With the aid of volunteers, FOHVAMP created a statewide database of unsolved homicides; it turns out that three out of ten murders in Colorado are never prosecuted. The total number of unsolved killings in the state now stands at more than 1,500, by Morton's count, and is growing by 3 percent each year. His group pushed for a state team of specially trained investigators to tackle the backlog, but state officials claimed there was no money for such an undertaking ("A Cure for the Common Cold Case," February 14, 2008). Instead, the Colorado Bureau of Investigation managed to fund one position for a crime analyst to maintain an official database of cold cases.

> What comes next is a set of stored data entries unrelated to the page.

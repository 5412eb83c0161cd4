//! Document preview modal.
//!
//! Opened through the preview operation with a [`PreviewModalData`] payload.
//! While open, the target node is highlighted and scrolled into view. The
//! modal may carry an edit affordance for the reference it was opened from.

use std::sync::Arc;

use crossref_primitives::{DocumentId, NodeId, ResolvedTarget};
use serde::{Deserialize, Serialize};

use crate::actions::ReferenceOperationData;
use crate::config::PopoverConfig;
use crate::host::{Host, StructuralQuery};
use crate::messages;

/// Payload of the preview operation.
#[derive(Debug, Clone, PartialEq, Eq, Serialize, Deserialize)]
#[serde(rename_all = "camelCase")]
pub struct PreviewModalData {
	/// Document to preview.
	pub document_id: DocumentId,
	/// Node to highlight, if any.
	#[serde(default, skip_serializing_if = "Option::is_none")]
	pub node_id: Option<NodeId>,
	/// Operation editing the reference the preview was opened from.
	#[serde(default, skip_serializing_if = "Option::is_none")]
	pub edit_reference_operation_name: Option<String>,
	/// The reference node the preview was opened from.
	#[serde(default, skip_serializing_if = "Option::is_none")]
	pub edit_reference_node_id: Option<NodeId>,
	/// Title overriding the default modal title.
	#[serde(default, skip_serializing_if = "Option::is_none")]
	pub modal_title: Option<String>,
	/// Icon shown next to the title.
	#[serde(default, skip_serializing_if = "Option::is_none")]
	pub modal_icon: Option<String>,
}

impl PreviewModalData {
	/// Payload previewing a resolved target without edit affordance.
	pub fn for_target(target: &ResolvedTarget) -> Self {
		Self {
			document_id: target.document_id.clone(),
			node_id: target.node_id.clone(),
			edit_reference_operation_name: None,
			edit_reference_node_id: None,
			modal_title: None,
			modal_icon: None,
		}
	}
}

/// Keys the modal reacts to.
#[derive(Debug, Clone, Copy, PartialEq, Eq)]
pub enum ModalKey {
	/// Escape.
	Escape,
	/// Enter.
	Enter,
	/// Anything else.
	Other,
}

/// Result of [`DocumentPreviewModal::edit_reference`].
#[derive(Debug, Clone, Copy, PartialEq, Eq)]
pub enum EditReferenceOutcome {
	/// The modal offers no edit affordance.
	Unavailable,
	/// The edit operation ran.
	Edited,
	/// The edit operation was rejected and the preview was opened again.
	ReopenedPreview,
	/// Both the edit operation and reopening the preview were rejected.
	Failed,
}

/// Controller for one open document preview modal.
pub struct DocumentPreviewModal {
	host: Host,
	config: Arc<PopoverConfig>,
	data: PreviewModalData,
	open: bool,
}

impl DocumentPreviewModal {
	/// Opens the modal, highlighting and revealing the target node.
	pub fn open(host: Host, config: Arc<PopoverConfig>, data: PreviewModalData) -> Self {
		if let Some(node_id) = &data.node_id {
			host.highlights.style_highlight(&config.highlight_name, &config.highlight_color);
			host.highlights.set_highlight(&config.highlight_name, Some(node_id));
			host.highlights.scroll_into_view(node_id);
		}
		tracing::debug!(document = %data.document_id, node = ?data.node_id, "preview.open");
		Self {
			host,
			config,
			data,
			open: true,
		}
	}

	/// Opens the modal from a raw operation payload.
	pub fn from_payload(host: Host, config: Arc<PopoverConfig>, payload: serde_json::Value) -> Result<Self, serde_json::Error> {
		let data = serde_json::from_value(payload)?;
		Ok(Self::open(host, config, data))
	}

	/// Payload the modal was opened with.
	pub fn data(&self) -> &PreviewModalData {
		&self.data
	}

	/// Modal title.
	pub fn title(&self) -> &str {
		self.data
			.modal_title
			.as_deref()
			.filter(|title| !title.is_empty())
			.unwrap_or(messages::PREVIEW_LINK_TITLE)
	}

	/// Modal icon, empty when none was given.
	pub fn icon(&self) -> &str {
		self.data.modal_icon.as_deref().unwrap_or_default()
	}

	/// Label of the edit affordance, when it is shown.
	pub fn edit_reference_label(&self) -> Option<&'static str> {
		self.can_edit_reference().then_some(messages::EDIT_REFERENCE)
	}

	/// Label of the close button.
	pub fn close_label(&self) -> &'static str {
		messages::CLOSE
	}

	/// Returns true until the modal is closed.
	pub fn is_open(&self) -> bool {
		self.open
	}

	/// Whether the "Edit reference" affordance is shown.
	///
	/// Needs both edit fields and a reference node that is not read-only. A
	/// failing read-only check counts as read-only.
	pub fn can_edit_reference(&self) -> bool {
		if !self.open {
			return false;
		}
		let (Some(_), Some(node_id)) = (&self.data.edit_reference_operation_name, &self.data.edit_reference_node_id) else {
			return false;
		};
		if !self.host.documents.contains_node(node_id) {
			return false;
		}
		match self.host.queries.evaluate_boolean(&StructuralQuery::IsNodeReadOnly, node_id) {
			Ok(read_only) => !read_only,
			Err(error) => {
				tracing::debug!(%error, node = %node_id, "preview.read_only_check.failed");
				false
			}
		}
	}

	/// Closes the modal and runs the edit operation for the reference.
	///
	/// When the edit operation is rejected the preview is opened again with
	/// the same payload so the user can retry from there.
	pub async fn edit_reference(&mut self) -> EditReferenceOutcome {
		if !self.can_edit_reference() {
			return EditReferenceOutcome::Unavailable;
		}
		let (Some(operation), Some(node_id)) = (
			self.data.edit_reference_operation_name.clone(),
			self.data.edit_reference_node_id.clone(),
		) else {
			return EditReferenceOutcome::Unavailable;
		};
		self.close();

		let payload = ReferenceOperationData { context_node_id: node_id };
		let Err(error) = self.host.execute(&operation, &payload).await else {
			return EditReferenceOutcome::Edited;
		};
		tracing::info!(%error, "preview.edit_reference.rejected");

		match self.host.execute(&self.config.preview_operation, &self.data).await {
			Ok(()) => EditReferenceOutcome::ReopenedPreview,
			Err(error) => {
				tracing::debug!(%error, "preview.reopen.rejected");
				EditReferenceOutcome::Failed
			}
		}
	}

	/// Handles a key press; Escape and Enter close the modal.
	pub fn handle_key(&mut self, key: ModalKey) -> bool {
		match key {
			ModalKey::Escape | ModalKey::Enter => {
				self.close();
				true
			}
			ModalKey::Other => false,
		}
	}

	/// Closes the modal and clears the target highlight. Closing twice is a no-op.
	pub fn close(&mut self) {
		if !self.open {
			return;
		}
		self.open = false;
		if self.data.node_id.is_some() {
			self.host.highlights.set_highlight(&self.config.highlight_name, None);
		}
		tracing::debug!(document = %self.data.document_id, "preview.close");
	}
}

impl Drop for DocumentPreviewModal {
	fn drop(&mut self) {
		self.close();
	}
}
//! OpenCV Mat to ndarray tensor conversion for model input.

use crate::utils::safe_cast::usize_to_i32;
use crate::Result;
use ndarray::Array4;
use opencv::core::{Mat, Size, CV_32F};
use opencv::imgproc::{self, InterpolationFlags};
use opencv::prelude::*;

/// Memory layout of the produced input tensor
#[derive(Debug, Clone, Copy, PartialEq, Eq)]
pub enum TensorLayout {
    /// Batch, channels, height, width
    Nchw,
    /// Batch, height, width, channels
    Nhwc,
}

/// Convert a BGR image into a single-batch float input tensor.
///
/// The image is resized to `size`×`size`, converted to RGB and normalized as
/// `(pixel - offset) / scale`.
///
/// # Errors
///
/// Returns an error if any OpenCV conversion fails or the image dimensions
/// do not fit the tensor shape.
#[allow(clippy::cast_sign_loss)] // model input sizes are positive
pub fn image_tensor(image: &Mat, size: i32, offset: f32, scale: f32, layout: TensorLayout) -> Result<Array4<f32>> {
    let mut resized = Mat::default();
    imgproc::resize(
        image,
        &mut resized,
        Size::new(size, size),
        0.0,
        0.0,
        InterpolationFlags::INTER_LINEAR as i32,
    )?;

    let mut rgb = Mat::default();
    imgproc::cvt_color(&resized, &mut rgb, imgproc::COLOR_BGR2RGB, 0)?;

    let mut float_image = Mat::default();
    rgb.convert_to(&mut float_image, CV_32F, 1.0, 0.0)?;

    let side = size as usize;
    let channels = 3;
    let mut data = vec![0.0f32; side * side * channels];

    for row in 0..side {
        for col in 0..side {
            let pixel = float_image.at_2d::<opencv::core::Vec3f>(usize_to_i32(row)?, usize_to_i32(col)?)?;
            for ch in 0..channels {
                let idx = (row * side + col) * channels + ch;
                data[idx] = (pixel[ch] - offset) / scale;
            }
        }
    }

    let mut array = Array4::from_shape_vec((1, side, side, channels), data)
        .map_err(|e| crate::error::Error::ModelDataFormatError(format!("Failed to create input tensor: {e}")))?;

    if layout == TensorLayout::Nchw {
        array = array.permuted_axes([0, 3, 1, 2]);
    }

    Ok(array)
}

That wasn't nearly enough for FOHVAMP. In 2009, the group backed a bill by Paul Weissmann, the House majority leader, that would have funded cold-case investigations by abolishing the death penalty. Colorado has executed only one person in the past four decades, and Weissmann argued that the millions of dollars a year the state spends on the seemingly endless appeals process could be better directed to putting more killers behind bars.

District attorneys denounced the bill, describing it as a divide-and-conquer strategy. COVA and the Department of Public Safety also opposed it, while Morton found himself in an odd alliance with the ACLU, the criminal defense bar and other so-called offender advocates in lobbying for it. But he insists FOHVAMP was simply interested in getting cold cases reopened, not the larger ideological debate involved.

"We're not one side or the other on the death penalty," he says. "We just don't have the investigators we need to address this problem."

The bill squeaked through the House and was narrowly defeated in the Senate. "It came within one vote of passing both houses," Morton sighs.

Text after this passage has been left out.